◆ **TASK DESCRIPTION**: Tally every line of the material where "await" occurs, then write the total by itself.

◆ **DATA EXTRACT**:
--

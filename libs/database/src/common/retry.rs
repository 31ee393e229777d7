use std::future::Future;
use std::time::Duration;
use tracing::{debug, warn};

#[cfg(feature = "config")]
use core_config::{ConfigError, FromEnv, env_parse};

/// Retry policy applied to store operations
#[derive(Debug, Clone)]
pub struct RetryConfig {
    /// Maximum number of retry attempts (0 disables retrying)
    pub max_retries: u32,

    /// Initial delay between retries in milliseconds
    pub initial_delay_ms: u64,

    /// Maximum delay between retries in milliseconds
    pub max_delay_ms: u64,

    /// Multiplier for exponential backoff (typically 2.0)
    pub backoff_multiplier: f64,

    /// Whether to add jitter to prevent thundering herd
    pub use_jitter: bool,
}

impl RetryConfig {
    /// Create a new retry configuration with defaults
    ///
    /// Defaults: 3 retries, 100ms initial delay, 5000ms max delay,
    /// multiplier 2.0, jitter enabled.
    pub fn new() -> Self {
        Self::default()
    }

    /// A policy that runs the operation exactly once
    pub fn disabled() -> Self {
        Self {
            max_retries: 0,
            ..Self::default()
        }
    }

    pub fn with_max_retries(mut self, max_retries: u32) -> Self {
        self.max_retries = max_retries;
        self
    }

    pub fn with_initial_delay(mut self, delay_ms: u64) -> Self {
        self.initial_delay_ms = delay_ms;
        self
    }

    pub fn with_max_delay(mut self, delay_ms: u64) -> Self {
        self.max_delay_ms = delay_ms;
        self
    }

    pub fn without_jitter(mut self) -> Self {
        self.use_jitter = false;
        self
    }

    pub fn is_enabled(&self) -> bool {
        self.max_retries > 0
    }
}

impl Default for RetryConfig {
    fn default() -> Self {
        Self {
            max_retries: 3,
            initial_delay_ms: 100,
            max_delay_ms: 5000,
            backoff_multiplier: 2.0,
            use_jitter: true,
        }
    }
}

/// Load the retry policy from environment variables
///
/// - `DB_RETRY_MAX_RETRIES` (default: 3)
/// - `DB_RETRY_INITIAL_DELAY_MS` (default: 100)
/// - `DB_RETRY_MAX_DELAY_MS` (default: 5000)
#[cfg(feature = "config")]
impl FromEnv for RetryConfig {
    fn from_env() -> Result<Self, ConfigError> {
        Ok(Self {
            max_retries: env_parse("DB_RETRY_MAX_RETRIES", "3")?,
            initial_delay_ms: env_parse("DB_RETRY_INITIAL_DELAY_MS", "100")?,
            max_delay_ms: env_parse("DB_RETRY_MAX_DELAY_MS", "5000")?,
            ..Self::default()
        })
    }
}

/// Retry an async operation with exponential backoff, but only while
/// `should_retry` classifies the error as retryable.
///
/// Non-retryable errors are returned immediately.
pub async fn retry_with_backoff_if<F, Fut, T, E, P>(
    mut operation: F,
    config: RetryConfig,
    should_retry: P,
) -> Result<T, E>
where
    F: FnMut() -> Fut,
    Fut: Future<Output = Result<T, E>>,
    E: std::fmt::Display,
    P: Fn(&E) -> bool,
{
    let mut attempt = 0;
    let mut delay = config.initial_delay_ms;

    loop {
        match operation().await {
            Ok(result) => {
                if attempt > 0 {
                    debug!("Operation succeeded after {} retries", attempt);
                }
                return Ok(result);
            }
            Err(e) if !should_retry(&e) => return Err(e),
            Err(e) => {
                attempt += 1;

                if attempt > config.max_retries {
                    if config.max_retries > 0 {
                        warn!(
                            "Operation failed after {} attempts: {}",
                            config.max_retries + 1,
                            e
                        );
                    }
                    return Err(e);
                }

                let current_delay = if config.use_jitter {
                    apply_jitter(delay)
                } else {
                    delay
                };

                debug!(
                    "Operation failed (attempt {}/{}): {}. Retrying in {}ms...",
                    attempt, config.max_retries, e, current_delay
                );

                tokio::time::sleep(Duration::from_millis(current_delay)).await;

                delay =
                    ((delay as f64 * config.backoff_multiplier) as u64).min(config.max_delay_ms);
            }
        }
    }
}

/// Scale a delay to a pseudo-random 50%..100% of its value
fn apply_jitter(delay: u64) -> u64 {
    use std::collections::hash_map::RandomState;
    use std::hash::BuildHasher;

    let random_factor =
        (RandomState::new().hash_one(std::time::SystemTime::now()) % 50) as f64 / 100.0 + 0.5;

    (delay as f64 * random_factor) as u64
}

--

◆ **RESPONSE BOX**: 2